Only the lines that contain the string "opened" belong in the answer; pull them from the records.

Data to use
↓

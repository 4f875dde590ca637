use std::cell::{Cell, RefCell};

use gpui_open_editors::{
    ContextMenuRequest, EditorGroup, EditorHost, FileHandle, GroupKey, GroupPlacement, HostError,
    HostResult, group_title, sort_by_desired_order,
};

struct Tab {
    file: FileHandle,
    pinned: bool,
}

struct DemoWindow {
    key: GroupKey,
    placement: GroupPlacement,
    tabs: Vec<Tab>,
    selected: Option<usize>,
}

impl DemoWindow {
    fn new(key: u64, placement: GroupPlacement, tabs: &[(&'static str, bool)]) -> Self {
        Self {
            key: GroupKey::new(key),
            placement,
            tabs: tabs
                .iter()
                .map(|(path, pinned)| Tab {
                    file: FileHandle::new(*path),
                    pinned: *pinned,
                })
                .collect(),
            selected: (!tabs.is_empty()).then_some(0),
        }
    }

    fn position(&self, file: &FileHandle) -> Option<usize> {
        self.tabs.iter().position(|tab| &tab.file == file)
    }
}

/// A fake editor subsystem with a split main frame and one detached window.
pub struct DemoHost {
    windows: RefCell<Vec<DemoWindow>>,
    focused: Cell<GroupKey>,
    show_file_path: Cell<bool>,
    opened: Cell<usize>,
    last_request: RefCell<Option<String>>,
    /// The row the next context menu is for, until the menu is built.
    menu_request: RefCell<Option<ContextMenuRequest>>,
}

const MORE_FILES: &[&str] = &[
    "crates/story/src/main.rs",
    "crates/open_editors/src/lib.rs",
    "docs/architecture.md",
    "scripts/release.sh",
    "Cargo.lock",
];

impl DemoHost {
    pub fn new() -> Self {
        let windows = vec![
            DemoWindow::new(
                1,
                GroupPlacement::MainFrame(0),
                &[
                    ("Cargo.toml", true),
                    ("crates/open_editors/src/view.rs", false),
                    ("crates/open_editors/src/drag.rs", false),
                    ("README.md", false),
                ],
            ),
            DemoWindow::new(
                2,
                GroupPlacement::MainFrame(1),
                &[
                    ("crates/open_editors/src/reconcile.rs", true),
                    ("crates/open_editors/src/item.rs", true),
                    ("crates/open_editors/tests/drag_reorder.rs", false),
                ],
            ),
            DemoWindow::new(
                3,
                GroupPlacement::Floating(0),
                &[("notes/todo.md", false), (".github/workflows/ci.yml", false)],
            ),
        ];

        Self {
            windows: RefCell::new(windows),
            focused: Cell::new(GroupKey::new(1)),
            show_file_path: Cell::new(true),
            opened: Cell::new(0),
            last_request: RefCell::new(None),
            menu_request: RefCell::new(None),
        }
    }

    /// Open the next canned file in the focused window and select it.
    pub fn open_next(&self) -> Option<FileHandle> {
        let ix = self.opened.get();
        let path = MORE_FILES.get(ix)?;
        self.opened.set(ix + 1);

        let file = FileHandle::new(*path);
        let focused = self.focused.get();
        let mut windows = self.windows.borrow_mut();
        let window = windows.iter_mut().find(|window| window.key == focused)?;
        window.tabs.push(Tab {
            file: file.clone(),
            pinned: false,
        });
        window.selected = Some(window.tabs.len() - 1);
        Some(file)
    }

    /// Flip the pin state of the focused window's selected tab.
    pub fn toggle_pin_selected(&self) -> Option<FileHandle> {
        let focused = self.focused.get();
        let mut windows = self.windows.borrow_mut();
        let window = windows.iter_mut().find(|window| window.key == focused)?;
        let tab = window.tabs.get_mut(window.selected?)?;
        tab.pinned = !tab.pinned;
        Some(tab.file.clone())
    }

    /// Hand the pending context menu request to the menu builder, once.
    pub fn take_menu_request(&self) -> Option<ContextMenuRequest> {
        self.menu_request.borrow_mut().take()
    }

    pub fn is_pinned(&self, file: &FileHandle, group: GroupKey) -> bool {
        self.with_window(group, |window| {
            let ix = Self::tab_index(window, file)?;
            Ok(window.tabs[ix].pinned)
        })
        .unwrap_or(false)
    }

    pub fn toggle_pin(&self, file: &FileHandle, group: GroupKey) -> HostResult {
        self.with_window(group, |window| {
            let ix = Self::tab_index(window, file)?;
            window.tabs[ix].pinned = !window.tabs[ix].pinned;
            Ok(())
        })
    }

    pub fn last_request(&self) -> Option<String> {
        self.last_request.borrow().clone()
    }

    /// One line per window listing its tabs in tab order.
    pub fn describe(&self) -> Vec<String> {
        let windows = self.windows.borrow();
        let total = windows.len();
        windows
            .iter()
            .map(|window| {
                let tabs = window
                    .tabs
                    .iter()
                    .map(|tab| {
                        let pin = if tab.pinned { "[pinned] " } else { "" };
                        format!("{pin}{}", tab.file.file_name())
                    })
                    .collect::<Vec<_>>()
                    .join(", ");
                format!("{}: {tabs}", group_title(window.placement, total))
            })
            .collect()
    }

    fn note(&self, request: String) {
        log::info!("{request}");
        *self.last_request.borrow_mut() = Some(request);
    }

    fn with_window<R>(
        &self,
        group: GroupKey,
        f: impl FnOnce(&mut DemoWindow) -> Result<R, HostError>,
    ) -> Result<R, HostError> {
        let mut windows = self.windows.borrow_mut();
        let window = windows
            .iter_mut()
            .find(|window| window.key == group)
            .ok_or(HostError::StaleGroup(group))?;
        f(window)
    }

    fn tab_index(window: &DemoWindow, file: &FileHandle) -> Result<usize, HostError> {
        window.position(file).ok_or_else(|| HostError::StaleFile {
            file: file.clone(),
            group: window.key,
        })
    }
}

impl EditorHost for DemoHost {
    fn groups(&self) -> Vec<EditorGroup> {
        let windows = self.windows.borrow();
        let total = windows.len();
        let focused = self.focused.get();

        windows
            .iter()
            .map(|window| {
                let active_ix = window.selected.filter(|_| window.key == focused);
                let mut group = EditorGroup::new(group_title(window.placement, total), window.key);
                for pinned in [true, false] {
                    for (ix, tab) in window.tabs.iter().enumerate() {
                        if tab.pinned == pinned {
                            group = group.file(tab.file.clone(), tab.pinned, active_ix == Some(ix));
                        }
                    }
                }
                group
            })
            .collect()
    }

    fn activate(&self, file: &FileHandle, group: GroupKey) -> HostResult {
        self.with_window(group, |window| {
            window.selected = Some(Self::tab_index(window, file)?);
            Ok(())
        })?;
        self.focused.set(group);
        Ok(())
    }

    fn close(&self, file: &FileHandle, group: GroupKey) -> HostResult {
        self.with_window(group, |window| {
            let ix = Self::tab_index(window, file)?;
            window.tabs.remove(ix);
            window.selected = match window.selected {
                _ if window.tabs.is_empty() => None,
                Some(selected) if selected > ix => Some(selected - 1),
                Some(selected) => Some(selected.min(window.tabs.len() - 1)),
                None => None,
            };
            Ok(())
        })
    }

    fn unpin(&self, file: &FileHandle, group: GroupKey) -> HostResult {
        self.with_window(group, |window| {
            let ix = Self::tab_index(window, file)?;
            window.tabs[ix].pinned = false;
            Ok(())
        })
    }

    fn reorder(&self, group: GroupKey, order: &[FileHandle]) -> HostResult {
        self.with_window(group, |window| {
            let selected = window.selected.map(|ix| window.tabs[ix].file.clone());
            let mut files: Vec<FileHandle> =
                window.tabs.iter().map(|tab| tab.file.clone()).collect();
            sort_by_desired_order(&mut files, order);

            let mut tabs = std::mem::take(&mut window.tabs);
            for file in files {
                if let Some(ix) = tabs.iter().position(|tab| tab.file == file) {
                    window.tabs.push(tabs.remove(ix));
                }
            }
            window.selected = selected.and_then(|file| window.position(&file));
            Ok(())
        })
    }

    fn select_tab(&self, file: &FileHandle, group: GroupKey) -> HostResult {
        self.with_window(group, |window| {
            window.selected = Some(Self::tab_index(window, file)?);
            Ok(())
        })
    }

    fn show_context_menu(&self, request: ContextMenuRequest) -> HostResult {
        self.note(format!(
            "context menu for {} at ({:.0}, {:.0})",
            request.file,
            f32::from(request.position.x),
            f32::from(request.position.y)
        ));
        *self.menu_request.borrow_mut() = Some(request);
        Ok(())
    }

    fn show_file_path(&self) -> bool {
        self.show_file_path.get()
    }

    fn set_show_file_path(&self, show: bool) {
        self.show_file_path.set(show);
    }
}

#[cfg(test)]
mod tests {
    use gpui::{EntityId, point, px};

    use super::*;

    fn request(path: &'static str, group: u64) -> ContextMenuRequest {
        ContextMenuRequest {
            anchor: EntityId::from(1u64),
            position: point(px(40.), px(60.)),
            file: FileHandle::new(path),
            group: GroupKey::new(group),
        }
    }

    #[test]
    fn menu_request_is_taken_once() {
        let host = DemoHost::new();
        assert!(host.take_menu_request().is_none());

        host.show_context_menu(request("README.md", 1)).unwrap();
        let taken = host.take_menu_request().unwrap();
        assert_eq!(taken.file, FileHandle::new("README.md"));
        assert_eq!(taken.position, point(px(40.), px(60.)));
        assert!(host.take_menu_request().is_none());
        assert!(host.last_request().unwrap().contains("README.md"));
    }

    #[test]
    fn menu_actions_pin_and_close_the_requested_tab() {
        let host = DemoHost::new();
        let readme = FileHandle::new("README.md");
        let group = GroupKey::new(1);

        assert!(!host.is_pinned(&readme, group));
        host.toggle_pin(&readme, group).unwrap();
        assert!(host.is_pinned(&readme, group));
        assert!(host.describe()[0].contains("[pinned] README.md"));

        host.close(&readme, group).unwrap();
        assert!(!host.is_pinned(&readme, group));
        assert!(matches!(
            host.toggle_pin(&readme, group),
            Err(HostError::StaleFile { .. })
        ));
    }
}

↑

Finished exercise
    opened: Cell<usize>,
            opened: Cell::new(0),
        let ix = self.opened.get();
        self.opened.set(ix + 1);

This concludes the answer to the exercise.